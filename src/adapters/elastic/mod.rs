//! Elasticsearch search index integration
//!
//! Every bookkeeping commit is followed by a push of the record's current state to the
//! search index, so the index never lags behind the exporter's writes.

pub mod client;

pub use client::ElasticIndex;
//! Structured logging setup using tracing
//!
//! Console output is always on; an optional JSON file layer writes rotated files under
//! the configured directory.
//!
//! # Example
//!
//! ```no_run
//! use apix_export::logging::init_logging;
//! use apix_export::config::LoggingConfig;
//!
//! let config = LoggingConfig::default();
//! let _guard = init_logging("info", &config).expect("Failed to initialize logging");
//! ```

use crate::config::LoggingConfig;
use crate::domain::{ExportError, Result};
use tracing::Level;
use tracing_appender::non_blocking::WorkerGuard;
use tracing_appender::rolling::{RollingFileAppender, Rotation};
use tracing_subscriber::layer::SubscriberExt;
use tracing_subscriber::util::SubscriberInitExt;
use tracing_subscriber::{EnvFilter, Layer};

/// File name prefix of the rotated log files
pub const LOG_FILE_NAME: &str = "apix-export.log";

/// Guard that must be kept alive for the duration of the program
/// to ensure logs are flushed properly
pub struct LoggingGuard {
    _file_guard: Option<WorkerGuard>,
}

impl LoggingGuard {
    fn new(file_guard: Option<WorkerGuard>) -> Self {
        Self {
            _file_guard: file_guard,
        }
    }
}

/// Initialize the logging system based on configuration
///
/// `RUST_LOG` takes precedence over `log_level_str` when set.
///
/// # Errors
///
/// Returns an error if the log level is invalid or the log directory cannot be created.
pub fn init_logging(log_level_str: &str, config: &LoggingConfig) -> Result<LoggingGuard> {
    let log_level = parse_log_level(log_level_str)?;

    let env_filter = EnvFilter::try_from_default_env()
        .unwrap_or_else(|_| EnvFilter::new(format!("apix_export={log_level}")));

    let mut layers = Vec::new();

    let console_layer = tracing_subscriber::fmt::layer()
        .with_target(true)
        .with_writer(std::io::stderr)
        .with_filter(env_filter.clone());
    layers.push(console_layer.boxed());

    let file_guard = if config.local_enabled {
        std::fs::create_dir_all(&config.local_path).map_err(|e| {
            ExportError::Configuration(format!(
                "Failed to create log directory {}: {e}",
                config.local_path
            ))
        })?;

        let file_appender = RollingFileAppender::new(
            parse_rotation(&config.local_rotation),
            &config.local_path,
            LOG_FILE_NAME,
        );
        let (non_blocking, guard) = tracing_appender::non_blocking(file_appender);

        let file_layer = tracing_subscriber::fmt::layer()
            .json()
            .with_target(true)
            .with_thread_ids(true)
            .with_writer(non_blocking)
            .with_filter(env_filter);

        layers.push(file_layer.boxed());
        Some(guard)
    } else {
        None
    };

    tracing_subscriber::registry().with(layers).try_init().map_err(|e| {
        ExportError::Configuration(format!("Failed to install log subscriber: {e}"))
    })?;

    tracing::info!(
        local_enabled = config.local_enabled,
        local_path = %config.local_path,
        "Logging initialized"
    );

    Ok(LoggingGuard::new(file_guard))
}

fn parse_log_level(level_str: &str) -> Result<Level> {
    match level_str.to_lowercase().as_str() {
        "trace" => Ok(Level::TRACE),
        "debug" => Ok(Level::DEBUG),
        "info" => Ok(Level::INFO),
        "warn" => Ok(Level::WARN),
        "error" => Ok(Level::ERROR),
        _ => Err(ExportError::Configuration(format!(
            "Invalid log level: {level_str}. Must be one of: trace, debug, info, warn, error"
        ))),
    }
}

fn parse_rotation(rotation: &str) -> Rotation {
    match rotation {
        "hourly" => Rotation::HOURLY,
        "never" => Rotation::NEVER,
        _ => Rotation::DAILY,
    }
}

----------------

In the records above, locate every line with the string "client" and copy it.

Solved exercise>
pub mod client;
pub use client::ElasticIndex;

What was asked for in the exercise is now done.